For this exercise, return exactly the lines of the material below that begin at the one with "filename server/src/entities/todo.rs" and stop after the one with "use std::sync::Arc;".

=== Begin Enclosure ===

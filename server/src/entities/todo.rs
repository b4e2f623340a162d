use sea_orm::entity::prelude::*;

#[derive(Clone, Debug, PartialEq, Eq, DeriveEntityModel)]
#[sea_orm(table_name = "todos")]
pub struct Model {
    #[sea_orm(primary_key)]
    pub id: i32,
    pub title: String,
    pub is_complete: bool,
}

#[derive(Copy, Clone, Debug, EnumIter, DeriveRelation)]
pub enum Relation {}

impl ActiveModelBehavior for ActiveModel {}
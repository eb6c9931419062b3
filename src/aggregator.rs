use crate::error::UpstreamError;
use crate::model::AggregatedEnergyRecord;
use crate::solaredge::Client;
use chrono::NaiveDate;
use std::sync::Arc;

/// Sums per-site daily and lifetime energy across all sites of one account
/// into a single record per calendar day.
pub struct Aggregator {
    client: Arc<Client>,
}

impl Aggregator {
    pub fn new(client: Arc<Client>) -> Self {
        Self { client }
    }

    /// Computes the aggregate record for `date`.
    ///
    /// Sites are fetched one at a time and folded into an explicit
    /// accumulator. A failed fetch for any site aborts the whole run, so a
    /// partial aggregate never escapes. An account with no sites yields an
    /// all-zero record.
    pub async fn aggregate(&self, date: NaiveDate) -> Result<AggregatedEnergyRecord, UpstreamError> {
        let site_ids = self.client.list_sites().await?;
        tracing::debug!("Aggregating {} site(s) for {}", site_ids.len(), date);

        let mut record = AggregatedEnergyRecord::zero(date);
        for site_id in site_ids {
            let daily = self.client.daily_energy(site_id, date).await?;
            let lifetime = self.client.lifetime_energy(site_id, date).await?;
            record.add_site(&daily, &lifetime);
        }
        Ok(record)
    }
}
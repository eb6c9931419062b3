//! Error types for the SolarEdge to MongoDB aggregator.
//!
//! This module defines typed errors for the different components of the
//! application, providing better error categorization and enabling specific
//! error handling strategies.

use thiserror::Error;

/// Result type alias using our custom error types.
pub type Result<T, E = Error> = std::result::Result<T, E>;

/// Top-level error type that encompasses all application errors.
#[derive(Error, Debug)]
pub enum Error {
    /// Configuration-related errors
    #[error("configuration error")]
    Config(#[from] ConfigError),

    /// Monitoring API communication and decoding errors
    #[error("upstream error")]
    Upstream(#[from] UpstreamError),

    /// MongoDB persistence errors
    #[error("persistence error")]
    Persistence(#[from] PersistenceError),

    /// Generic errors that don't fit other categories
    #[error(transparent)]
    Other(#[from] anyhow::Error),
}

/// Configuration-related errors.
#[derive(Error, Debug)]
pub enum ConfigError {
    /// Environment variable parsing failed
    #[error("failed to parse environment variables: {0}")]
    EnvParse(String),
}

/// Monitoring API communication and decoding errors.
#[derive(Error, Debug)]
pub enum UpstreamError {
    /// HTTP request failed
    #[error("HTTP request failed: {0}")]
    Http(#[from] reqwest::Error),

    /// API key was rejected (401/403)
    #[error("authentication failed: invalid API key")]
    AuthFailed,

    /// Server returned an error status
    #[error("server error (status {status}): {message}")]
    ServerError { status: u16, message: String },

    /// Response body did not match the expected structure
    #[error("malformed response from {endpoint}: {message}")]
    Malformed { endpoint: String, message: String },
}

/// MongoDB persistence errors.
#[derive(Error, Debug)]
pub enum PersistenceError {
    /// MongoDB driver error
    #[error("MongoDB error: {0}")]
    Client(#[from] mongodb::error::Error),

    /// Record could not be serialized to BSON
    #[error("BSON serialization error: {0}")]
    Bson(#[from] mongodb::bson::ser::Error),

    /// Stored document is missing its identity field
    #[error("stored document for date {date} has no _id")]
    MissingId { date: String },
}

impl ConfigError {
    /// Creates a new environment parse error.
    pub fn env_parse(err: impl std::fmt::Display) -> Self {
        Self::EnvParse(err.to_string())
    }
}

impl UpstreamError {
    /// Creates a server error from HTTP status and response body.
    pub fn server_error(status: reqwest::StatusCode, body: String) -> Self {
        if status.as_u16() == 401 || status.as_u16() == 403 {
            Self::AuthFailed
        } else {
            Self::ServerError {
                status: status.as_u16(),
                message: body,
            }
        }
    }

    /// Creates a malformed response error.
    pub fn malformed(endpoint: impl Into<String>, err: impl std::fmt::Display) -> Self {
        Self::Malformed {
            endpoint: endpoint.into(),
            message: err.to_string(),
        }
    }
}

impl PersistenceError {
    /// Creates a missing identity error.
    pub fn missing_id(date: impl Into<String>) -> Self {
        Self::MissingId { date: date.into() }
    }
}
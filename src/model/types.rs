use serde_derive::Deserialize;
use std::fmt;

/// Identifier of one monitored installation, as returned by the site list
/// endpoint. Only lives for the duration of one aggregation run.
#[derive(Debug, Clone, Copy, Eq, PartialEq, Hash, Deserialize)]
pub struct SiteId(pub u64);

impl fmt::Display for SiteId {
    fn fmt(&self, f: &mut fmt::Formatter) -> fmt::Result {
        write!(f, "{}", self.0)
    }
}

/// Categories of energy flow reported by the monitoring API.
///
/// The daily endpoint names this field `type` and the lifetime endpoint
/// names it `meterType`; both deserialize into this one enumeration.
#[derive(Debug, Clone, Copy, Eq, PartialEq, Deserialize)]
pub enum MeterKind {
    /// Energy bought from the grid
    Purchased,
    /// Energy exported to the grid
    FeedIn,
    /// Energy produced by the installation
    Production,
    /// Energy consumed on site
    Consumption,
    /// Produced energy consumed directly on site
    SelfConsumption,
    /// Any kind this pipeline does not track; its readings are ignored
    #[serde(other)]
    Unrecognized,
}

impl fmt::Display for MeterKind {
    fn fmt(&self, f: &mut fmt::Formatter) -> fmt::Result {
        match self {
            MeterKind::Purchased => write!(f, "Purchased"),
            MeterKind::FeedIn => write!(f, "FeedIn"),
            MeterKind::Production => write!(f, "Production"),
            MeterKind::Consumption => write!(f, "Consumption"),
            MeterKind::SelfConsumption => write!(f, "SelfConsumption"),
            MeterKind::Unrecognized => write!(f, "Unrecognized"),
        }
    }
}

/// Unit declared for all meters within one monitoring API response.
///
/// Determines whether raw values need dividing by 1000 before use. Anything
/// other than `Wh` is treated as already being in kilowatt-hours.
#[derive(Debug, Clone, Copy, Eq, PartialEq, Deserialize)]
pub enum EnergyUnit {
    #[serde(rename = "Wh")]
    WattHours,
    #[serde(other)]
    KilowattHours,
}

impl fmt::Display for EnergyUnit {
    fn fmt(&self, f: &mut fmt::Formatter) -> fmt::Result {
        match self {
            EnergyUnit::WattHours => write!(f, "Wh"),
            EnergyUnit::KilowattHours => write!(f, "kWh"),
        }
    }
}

=== End Enclosure ===
=== Begin Enclosure ===

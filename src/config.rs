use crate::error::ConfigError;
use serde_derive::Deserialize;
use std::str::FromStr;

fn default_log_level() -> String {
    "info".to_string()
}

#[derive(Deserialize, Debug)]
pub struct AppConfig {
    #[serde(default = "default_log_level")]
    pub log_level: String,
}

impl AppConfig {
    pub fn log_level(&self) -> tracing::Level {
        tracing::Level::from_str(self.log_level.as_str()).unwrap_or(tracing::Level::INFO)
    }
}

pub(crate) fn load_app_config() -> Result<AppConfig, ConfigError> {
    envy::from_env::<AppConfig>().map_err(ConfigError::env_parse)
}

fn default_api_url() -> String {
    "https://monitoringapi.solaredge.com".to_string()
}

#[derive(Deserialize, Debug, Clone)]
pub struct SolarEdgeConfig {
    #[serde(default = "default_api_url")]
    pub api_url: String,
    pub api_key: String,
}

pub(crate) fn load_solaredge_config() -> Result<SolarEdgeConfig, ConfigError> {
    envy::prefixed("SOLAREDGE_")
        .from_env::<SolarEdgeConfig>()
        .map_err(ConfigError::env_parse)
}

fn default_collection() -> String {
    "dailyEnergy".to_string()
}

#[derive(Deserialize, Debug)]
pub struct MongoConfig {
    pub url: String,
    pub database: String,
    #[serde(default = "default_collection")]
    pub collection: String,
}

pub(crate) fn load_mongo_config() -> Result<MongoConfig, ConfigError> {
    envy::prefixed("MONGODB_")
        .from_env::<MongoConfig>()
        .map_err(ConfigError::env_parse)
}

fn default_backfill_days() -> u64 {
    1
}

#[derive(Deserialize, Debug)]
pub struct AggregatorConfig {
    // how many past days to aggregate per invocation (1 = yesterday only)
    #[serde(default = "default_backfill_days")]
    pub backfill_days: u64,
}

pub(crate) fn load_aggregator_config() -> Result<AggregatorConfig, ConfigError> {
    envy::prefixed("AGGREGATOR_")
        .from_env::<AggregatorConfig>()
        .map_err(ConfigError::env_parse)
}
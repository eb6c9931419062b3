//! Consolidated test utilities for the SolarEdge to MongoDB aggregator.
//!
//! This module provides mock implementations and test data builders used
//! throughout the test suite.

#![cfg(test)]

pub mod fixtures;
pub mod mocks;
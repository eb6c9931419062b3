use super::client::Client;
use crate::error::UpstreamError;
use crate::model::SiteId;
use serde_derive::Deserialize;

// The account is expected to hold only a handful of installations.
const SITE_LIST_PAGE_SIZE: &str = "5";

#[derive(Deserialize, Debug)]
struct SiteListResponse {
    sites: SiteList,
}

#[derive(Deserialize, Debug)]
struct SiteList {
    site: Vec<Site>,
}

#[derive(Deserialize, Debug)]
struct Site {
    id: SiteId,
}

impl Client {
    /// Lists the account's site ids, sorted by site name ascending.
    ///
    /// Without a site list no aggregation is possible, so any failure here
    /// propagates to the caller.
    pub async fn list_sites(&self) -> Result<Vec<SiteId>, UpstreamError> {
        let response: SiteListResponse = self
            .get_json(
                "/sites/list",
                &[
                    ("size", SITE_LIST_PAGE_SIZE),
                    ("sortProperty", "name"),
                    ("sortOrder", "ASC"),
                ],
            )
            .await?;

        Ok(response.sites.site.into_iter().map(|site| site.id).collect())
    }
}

=== End Enclosure ===
=== Begin Enclosure ===

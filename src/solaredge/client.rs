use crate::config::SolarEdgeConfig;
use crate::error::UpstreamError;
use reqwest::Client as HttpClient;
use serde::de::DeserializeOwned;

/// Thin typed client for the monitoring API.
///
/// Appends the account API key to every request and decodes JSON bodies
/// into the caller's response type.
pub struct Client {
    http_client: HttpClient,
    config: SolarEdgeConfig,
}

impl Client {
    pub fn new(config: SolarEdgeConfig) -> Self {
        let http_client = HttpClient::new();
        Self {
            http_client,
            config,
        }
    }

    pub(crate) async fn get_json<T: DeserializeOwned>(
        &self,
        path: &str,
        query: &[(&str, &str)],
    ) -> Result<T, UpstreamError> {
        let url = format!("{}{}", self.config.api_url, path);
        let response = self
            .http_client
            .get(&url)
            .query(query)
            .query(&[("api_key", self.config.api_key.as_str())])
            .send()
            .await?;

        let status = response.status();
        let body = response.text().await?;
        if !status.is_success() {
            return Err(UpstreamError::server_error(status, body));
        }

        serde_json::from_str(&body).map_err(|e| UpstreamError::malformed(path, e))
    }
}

=== End Enclosure ===

> RESPONSE TO THE EXERCISE
filename server/src/entities/todo.rs
repository b4e2f623340a162d
use sea_orm::entity::prelude::*;

#[derive(Clone, Debug, PartialEq, Eq, DeriveEntityModel)]
#[sea_orm(table_name = "todos")]
pub struct Model {
    #[sea_orm(primary_key)]
    pub id: i32,
    pub title: String,
    pub is_complete: bool,
}

#[derive(Copy, Clone, Debug, EnumIter, DeriveRelation)]
pub enum Relation {}

impl ActiveModelBehavior for ActiveModel {}
repository eb6c9931419062b3
filename src/aggregator.rs
use crate::error::UpstreamError;
use crate::model::AggregatedEnergyRecord;
use crate::solaredge::Client;
use chrono::NaiveDate;
use std::sync::Arc;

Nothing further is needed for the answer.